Collected data:
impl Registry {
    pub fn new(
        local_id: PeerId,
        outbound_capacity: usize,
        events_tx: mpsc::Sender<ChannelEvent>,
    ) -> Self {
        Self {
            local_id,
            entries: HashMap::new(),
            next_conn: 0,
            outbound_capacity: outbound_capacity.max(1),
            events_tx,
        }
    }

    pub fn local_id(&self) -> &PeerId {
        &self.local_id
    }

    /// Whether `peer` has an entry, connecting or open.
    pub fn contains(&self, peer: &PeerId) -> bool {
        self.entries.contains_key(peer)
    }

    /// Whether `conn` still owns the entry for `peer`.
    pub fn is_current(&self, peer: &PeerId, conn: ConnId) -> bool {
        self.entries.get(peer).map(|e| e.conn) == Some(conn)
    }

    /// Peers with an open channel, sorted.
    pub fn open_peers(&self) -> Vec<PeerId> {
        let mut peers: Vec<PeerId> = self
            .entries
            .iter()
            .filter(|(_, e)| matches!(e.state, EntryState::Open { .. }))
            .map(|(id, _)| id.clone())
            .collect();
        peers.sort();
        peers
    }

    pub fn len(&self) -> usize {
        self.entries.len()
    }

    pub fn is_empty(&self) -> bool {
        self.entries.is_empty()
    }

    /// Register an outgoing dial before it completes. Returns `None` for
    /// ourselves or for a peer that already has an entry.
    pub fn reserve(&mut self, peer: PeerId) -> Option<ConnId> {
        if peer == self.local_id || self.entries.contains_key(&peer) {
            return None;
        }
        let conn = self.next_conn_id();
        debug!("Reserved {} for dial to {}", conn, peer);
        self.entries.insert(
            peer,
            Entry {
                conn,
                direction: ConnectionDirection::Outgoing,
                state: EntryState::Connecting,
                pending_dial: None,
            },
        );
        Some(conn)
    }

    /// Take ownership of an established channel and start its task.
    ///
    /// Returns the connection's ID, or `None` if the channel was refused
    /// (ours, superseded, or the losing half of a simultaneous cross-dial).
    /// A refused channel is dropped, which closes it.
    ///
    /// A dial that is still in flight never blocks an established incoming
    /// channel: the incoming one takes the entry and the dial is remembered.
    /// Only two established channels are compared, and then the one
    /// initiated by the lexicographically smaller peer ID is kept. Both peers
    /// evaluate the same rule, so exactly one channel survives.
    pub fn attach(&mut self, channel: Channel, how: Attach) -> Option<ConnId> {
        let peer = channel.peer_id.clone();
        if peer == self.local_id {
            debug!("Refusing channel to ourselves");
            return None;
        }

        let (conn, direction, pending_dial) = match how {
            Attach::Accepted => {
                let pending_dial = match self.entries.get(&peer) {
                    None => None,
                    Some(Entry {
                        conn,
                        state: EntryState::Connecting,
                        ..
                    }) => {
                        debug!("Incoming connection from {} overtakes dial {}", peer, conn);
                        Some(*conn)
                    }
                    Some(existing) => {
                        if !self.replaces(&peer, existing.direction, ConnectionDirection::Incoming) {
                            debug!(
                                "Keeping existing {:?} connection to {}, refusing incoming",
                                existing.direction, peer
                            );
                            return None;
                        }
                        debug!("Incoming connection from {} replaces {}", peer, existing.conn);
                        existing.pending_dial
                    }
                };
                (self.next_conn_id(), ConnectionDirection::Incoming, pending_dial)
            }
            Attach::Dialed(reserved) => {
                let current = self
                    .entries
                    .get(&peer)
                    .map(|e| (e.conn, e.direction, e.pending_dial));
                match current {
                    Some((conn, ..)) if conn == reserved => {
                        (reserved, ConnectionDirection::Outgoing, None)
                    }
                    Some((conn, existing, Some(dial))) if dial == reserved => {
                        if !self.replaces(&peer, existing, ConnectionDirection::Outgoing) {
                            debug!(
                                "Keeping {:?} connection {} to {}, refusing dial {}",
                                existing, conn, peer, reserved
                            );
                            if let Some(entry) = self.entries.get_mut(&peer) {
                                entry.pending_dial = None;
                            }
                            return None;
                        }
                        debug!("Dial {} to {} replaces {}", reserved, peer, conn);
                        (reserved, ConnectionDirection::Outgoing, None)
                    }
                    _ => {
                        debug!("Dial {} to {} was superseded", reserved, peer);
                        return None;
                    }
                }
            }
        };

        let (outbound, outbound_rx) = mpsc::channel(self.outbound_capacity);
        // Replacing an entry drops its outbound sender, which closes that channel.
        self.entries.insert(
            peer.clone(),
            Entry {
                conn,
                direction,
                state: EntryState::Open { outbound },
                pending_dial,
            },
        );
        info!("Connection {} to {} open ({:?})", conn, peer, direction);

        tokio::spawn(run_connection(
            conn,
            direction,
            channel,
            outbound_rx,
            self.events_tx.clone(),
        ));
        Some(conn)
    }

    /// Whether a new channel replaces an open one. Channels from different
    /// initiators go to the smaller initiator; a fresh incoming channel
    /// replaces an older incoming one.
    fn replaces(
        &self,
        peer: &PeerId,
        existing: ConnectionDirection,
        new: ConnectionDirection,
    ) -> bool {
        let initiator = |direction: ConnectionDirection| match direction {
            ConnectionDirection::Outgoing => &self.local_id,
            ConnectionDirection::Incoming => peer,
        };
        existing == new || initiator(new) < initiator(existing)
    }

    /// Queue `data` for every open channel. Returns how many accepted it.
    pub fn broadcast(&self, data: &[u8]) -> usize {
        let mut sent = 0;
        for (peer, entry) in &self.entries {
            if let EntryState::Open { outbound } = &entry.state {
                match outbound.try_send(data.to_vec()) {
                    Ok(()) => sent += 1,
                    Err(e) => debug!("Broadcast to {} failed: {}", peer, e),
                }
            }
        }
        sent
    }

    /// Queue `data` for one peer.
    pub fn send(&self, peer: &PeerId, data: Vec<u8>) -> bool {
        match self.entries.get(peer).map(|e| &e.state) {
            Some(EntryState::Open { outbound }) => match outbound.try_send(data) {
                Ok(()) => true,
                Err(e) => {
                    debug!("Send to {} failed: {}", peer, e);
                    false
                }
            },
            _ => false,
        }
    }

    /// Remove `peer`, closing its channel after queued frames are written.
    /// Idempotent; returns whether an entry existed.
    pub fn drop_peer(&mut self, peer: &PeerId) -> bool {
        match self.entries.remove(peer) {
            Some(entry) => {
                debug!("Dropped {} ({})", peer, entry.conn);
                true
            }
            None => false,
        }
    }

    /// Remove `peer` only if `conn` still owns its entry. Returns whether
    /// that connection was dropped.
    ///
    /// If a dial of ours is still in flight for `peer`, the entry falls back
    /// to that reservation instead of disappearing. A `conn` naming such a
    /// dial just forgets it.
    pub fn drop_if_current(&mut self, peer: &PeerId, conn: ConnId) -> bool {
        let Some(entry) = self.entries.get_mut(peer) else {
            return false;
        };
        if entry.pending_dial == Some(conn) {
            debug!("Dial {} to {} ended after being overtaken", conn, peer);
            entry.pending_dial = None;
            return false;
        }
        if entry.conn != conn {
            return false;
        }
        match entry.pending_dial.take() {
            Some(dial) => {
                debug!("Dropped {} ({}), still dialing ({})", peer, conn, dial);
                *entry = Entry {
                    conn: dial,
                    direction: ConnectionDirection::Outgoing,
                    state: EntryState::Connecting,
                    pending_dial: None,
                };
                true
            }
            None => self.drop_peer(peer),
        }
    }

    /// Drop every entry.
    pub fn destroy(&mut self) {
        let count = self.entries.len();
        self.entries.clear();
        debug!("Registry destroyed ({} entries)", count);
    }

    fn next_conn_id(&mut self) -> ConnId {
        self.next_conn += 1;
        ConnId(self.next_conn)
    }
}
* * *
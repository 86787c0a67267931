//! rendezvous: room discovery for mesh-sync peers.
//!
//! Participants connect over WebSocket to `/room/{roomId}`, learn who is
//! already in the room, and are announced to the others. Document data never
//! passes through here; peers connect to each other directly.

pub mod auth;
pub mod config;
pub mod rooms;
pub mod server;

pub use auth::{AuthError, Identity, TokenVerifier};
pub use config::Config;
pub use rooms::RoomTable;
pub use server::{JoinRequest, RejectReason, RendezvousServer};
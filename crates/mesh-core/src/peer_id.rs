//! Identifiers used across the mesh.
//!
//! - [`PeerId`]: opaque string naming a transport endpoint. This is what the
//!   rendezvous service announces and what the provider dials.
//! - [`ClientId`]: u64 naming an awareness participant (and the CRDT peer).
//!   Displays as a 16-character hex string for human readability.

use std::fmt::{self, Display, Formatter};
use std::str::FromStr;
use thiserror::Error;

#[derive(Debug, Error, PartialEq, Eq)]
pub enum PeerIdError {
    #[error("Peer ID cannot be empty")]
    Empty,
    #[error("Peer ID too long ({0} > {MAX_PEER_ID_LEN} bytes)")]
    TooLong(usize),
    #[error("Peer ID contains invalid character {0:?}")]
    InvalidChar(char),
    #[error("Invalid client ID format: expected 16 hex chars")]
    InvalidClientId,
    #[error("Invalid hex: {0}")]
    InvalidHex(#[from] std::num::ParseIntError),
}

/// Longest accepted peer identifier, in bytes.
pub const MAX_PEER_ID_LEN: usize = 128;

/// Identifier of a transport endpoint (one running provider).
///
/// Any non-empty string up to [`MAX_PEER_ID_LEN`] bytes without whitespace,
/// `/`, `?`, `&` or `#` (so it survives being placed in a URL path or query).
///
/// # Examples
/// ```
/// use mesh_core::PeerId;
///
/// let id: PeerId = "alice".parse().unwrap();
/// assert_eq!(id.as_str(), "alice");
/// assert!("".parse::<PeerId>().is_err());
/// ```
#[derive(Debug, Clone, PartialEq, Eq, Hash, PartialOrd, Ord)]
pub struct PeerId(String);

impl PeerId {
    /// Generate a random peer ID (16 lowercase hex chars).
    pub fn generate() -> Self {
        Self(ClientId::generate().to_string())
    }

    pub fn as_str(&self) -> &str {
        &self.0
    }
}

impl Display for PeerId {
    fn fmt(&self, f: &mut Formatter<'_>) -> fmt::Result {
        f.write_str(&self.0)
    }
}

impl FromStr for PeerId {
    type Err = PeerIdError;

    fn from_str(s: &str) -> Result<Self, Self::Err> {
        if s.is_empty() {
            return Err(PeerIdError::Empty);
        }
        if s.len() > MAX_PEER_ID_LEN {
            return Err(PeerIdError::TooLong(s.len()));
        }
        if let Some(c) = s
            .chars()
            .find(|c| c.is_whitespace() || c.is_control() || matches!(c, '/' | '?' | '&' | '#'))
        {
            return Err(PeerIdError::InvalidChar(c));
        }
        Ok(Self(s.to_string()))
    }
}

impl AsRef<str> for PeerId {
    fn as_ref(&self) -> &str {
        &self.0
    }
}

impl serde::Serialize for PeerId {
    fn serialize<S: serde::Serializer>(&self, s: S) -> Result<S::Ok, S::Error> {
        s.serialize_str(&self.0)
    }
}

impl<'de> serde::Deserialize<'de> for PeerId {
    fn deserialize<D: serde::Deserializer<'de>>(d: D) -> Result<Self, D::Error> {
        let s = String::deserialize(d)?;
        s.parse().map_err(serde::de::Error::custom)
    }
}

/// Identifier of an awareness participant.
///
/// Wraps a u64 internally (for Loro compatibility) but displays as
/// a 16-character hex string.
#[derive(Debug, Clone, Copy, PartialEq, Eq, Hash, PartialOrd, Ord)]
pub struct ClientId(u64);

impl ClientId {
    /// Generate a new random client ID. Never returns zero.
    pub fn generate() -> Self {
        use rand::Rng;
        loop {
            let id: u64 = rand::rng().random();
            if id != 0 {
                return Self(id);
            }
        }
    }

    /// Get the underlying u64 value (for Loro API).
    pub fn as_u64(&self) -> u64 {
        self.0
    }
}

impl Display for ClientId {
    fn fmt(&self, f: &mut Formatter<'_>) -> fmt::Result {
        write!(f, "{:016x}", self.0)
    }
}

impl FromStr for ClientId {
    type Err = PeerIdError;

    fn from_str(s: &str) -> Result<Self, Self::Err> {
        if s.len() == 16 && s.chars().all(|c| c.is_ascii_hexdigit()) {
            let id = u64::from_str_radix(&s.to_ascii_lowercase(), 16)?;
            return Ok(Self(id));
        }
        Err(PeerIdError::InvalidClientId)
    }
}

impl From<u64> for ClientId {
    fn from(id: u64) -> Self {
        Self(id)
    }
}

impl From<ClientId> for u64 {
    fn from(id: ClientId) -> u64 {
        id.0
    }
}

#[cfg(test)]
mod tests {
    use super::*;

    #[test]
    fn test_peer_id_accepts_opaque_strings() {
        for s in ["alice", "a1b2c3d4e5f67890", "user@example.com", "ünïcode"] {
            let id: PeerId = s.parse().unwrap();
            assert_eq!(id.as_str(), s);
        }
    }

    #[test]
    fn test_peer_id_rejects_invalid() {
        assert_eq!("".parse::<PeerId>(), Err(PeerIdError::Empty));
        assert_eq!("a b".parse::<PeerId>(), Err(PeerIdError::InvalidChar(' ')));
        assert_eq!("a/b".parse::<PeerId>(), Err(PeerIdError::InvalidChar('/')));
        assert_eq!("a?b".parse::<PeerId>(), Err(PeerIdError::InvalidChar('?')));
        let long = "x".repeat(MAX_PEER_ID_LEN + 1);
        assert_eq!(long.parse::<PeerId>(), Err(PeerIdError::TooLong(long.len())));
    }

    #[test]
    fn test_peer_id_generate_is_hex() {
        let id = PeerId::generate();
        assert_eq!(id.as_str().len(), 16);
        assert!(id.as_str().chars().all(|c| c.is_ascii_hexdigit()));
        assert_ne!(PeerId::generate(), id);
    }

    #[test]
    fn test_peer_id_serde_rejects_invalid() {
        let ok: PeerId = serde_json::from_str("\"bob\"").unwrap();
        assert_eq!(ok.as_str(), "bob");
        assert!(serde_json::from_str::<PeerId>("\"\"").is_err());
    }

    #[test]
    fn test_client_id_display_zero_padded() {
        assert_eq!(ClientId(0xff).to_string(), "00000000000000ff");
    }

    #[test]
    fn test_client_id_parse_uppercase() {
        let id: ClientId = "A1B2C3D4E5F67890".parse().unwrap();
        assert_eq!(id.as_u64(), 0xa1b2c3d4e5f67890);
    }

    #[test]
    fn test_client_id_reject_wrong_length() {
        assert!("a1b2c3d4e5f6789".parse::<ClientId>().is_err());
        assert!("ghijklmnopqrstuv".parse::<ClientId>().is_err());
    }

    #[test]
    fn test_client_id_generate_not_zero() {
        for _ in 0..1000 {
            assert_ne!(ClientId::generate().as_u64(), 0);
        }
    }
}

Your goal » Count every line above that holds the string "config" and give the total, nothing more.

Answer below » 2